Sessions

The material in this unit is organised into 20 sessions, 10 each for Logic and Proof, and Combinatorics and Probability.

As far as possible, all the unit materials (except solutions to worksheets, and class tests) will be available from the start of term.

Lecture and Notes

For each session, you start by learning new material provided by

• a lecture, that you attend at a fixed time
• lecture notes, that you read in your own time.

It is your own choice if you read the notes before or after the lecture, but you are expected to both attend the lecture and read the notes for each session. Sometimes, the notes will elaborate on something I do not mention in the lecture, or I might answer a question in the lecture that was not in the notes.

I give lectures on boards, writing with pen or chalk depending on the room set-up. This is a very different style than Powerpoint presentations, but is generally considered the right way to do mathematics across most good universities in the world (outside of pandemic lockdowns).

Our lecture recording systems are not set up to record this kind of lecture properly - the cameras in some rooms do not have the correct resolution to capture all boards, for example - so you should assume that for practical purposes, there are no usable lecture recordings. This is allowed in our university, and on this unit, you will have lecture notes available too. But, you should take your own notes in the lectures where possible, and of course catch up in your own time on any lectures you missed for a good reason.

Comprehension Questions

After each lecture and notes, there will be a sheet of short comprehension questions that you should answer in your own time. You will get the solutions to these questions at the same time as the question sheets.

The idea of these questions is that if you have understood the material in the lecture, then answering the comprehension questions will be both quick and easy. If anything is not clear to you about these questions, you should ask a teaching assistant in the following workshop.

You should do the comprehension questions for each session after attending the lecture and reading the notes, but before attending the workshop.

Workshops

Each session has a two-hour workshop (though 3 out of 20 workshops are class tests). During these workshops, you will work in groups to solve worksheets which generally contain more complex questions than the comprehension questions.

At the start of each workshop, I will usually have some announcements or updates. After this, if you have any questions about the lecture material or the comprehension questions, you will have an opportunity to sit down with a teaching assistant, and usually an area of the room will be indicated for students with questions. Afterwards, you can work on the worksheets. If you have no questions at the start of a worksheet, you can sit down at a table with other students and start, as a group, working on the worksheet directly. The teaching assistants will spend the rest of the workshop helping groups with the worksheets.

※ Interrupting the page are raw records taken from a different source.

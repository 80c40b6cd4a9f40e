//! Benchmarks for pdfdeck conversion performance.
//!
//! Run with: cargo bench
//!
//! Inputs are synthetic PDFs built with lopdf: every page carries a line of
//! text and a gray image holding one filled rectangle.

use criterion::{black_box, criterion_group, criterion_main, BenchmarkId, Criterion};
use image::{GrayImage, Luma};
use lopdf::{dictionary, Document, Object, Stream};

const IMAGE_SIDE: u32 = 128;

fn rectangle_pixels() -> Vec<u8> {
    let mut pixels = vec![0u8; (IMAGE_SIDE * IMAGE_SIDE) as usize];
    for y in 32..96 {
        for x in 16..112 {
            pixels[(y * IMAGE_SIDE + x) as usize] = 255;
        }
    }
    pixels
}

/// Creates a PDF with the given number of pages.
fn create_test_pdf(page_count: usize) -> Vec<u8> {
    let mut doc = Document::with_version("1.5");
    let pages_id = doc.new_object_id();

    let font_id = doc.add_object(dictionary! {
        "Type" => "Font",
        "Subtype" => "Type1",
        "BaseFont" => "Helvetica",
    });
    let image_id = doc.add_object(Stream::new(
        dictionary! {
            "Type" => "XObject",
            "Subtype" => "Image",
            "Width" => IMAGE_SIDE as i64,
            "Height" => IMAGE_SIDE as i64,
            "ColorSpace" => "DeviceGray",
            "BitsPerComponent" => 8i64,
        },
        rectangle_pixels(),
    ));

    let kids: Vec<Object> = (0..page_count)
        .map(|i| {
            let text = format!(
                "BT /F1 12 Tf 72 700 Td (Slide {} - benchmark content for pdfdeck.) Tj ET \
                 q 256 0 0 256 72 300 cm /Im1 Do Q",
                i + 1
            );
            let content_id = doc.add_object(Stream::new(dictionary! {}, text.into_bytes()));
            let page_id = doc.add_object(dictionary! {
                "Type" => "Page",
                "Parent" => Object::Reference(pages_id),
                "MediaBox" => vec![
                    Object::Integer(0),
                    Object::Integer(0),
                    Object::Integer(612),
                    Object::Integer(792),
                ],
                "Contents" => Object::Reference(content_id),
                "Resources" => dictionary! {
                    "Font" => dictionary! { "F1" => Object::Reference(font_id) },
                    "XObject" => dictionary! { "Im1" => Object::Reference(image_id) },
                },
            });
            Object::Reference(page_id)
        })
        .collect();

    doc.objects.insert(
        pages_id,
        Object::Dictionary(dictionary! {
            "Type" => "Pages",
            "Kids" => kids,
            "Count" => page_count as i64,
        }),
    );
    let catalog_id = doc.add_object(dictionary! {
        "Type" => "Catalog",
        "Pages" => Object::Reference(pages_id),
    });
    doc.trailer.set("Root", Object::Reference(catalog_id));

    let mut buf = Vec::new();
    doc.save_to(&mut buf).unwrap();
    buf
}

/// Benchmark PDF format detection.
fn bench_format_detection(c: &mut Criterion) {
    let pdf_data = create_test_pdf(1);
    let non_pdf_data = b"Not a PDF file at all, just random text content";

    c.bench_function("detect_valid_pdf", |b| {
        b.iter(|| pdfdeck::detect_format_from_bytes(black_box(&pdf_data)).unwrap());
    });

    c.bench_function("detect_non_pdf", |b| {
        b.iter(|| pdfdeck::detect_format_from_bytes(black_box(non_pdf_data)).is_err());
    });
}

/// Benchmark shape classification on a single decoded image.
fn bench_classifier(c: &mut Criterion) {
    let classifier = pdfdeck::ShapeClassifier::default();
    let luma = GrayImage::from_fn(IMAGE_SIDE, IMAGE_SIDE, |x, y| {
        let dx = x as f64 - 64.0;
        let dy = y as f64 - 64.0;
        if dx * dx + dy * dy <= 40.0 * 40.0 {
            Luma([255])
        } else {
            Luma([0])
        }
    });

    c.bench_function("classify_circle", |b| {
        b.iter(|| classifier.classify_luma(black_box(&luma)));
    });
}

/// Benchmark end-to-end conversion, parallel and sequential.
fn bench_conversion(c: &mut Criterion) {
    let mut group = c.benchmark_group("conversion");

    for page_count in [1, 8, 32] {
        let data = create_test_pdf(page_count);

        group.bench_with_input(BenchmarkId::new("parallel", page_count), &data, |b, data| {
            let converter = pdfdeck::Converter::default();
            b.iter(|| converter.convert(black_box(data)).unwrap());
        });
        group.bench_with_input(BenchmarkId::new("sequential", page_count), &data, |b, data| {
            let converter = pdfdeck::Converter::new(pdfdeck::ConvertOptions::sequential());
            b.iter(|| converter.convert(black_box(data)).unwrap());
        });
    }

    group.finish();
}

/// Benchmark writing the `.pptx` package.
fn bench_package(c: &mut Criterion) {
    let deck = pdfdeck::convert_bytes(&create_test_pdf(8)).unwrap();

    c.bench_function("write_pptx_8_slides", |b| {
        b.iter(|| black_box(&deck).to_pptx_bytes().unwrap());
    });
}

criterion_group!(
    benches,
    bench_format_detection,
    bench_classifier,
    bench_conversion,
    bench_package,
);
criterion_main!(benches);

Answers to the worksheets will appear a few days after the workshop. There are arguments both for and against doing things this way, but for this unit, this is the pattern we are working with.

Class Tests

Three workshops will be class tests - exact dates will be announced with enough time to prepare for each one. Class tests do not count towards your grade for the unit, but attending them (even if you do badly on the test) counts for the attendance hurdle just like other workshops.

For the class tests, in the first hour you solve some questions under semi-exam conditions (e.g. individually, no talking). In the second hour we will go through the solutions together.

The class tests are opportunities for all of the following:

• practicing and assessing your own mathematical knowledge
• practicing the format of the exam (class tests use the same style of answer sheets)
• experiencing the kind of questions that could come up in an exam.

Individual Study

Outside the contact hours, you are expected to study and revise in your own time. See the page on studying for more information.

On average, you should reckon with 4 hours of individual study time per session. This includes reading the lecture notes, going over your own notes from the lecture, solving the comprehension questions and checking the solutions, finishing any questions on the worksheets that you did not get through in the workshop, checking your solutions against the sample solutions when they come out, looking up anything you do not understand yet in textbooks or online, and revising material with your favourite system, for upcoming class tests and the exam.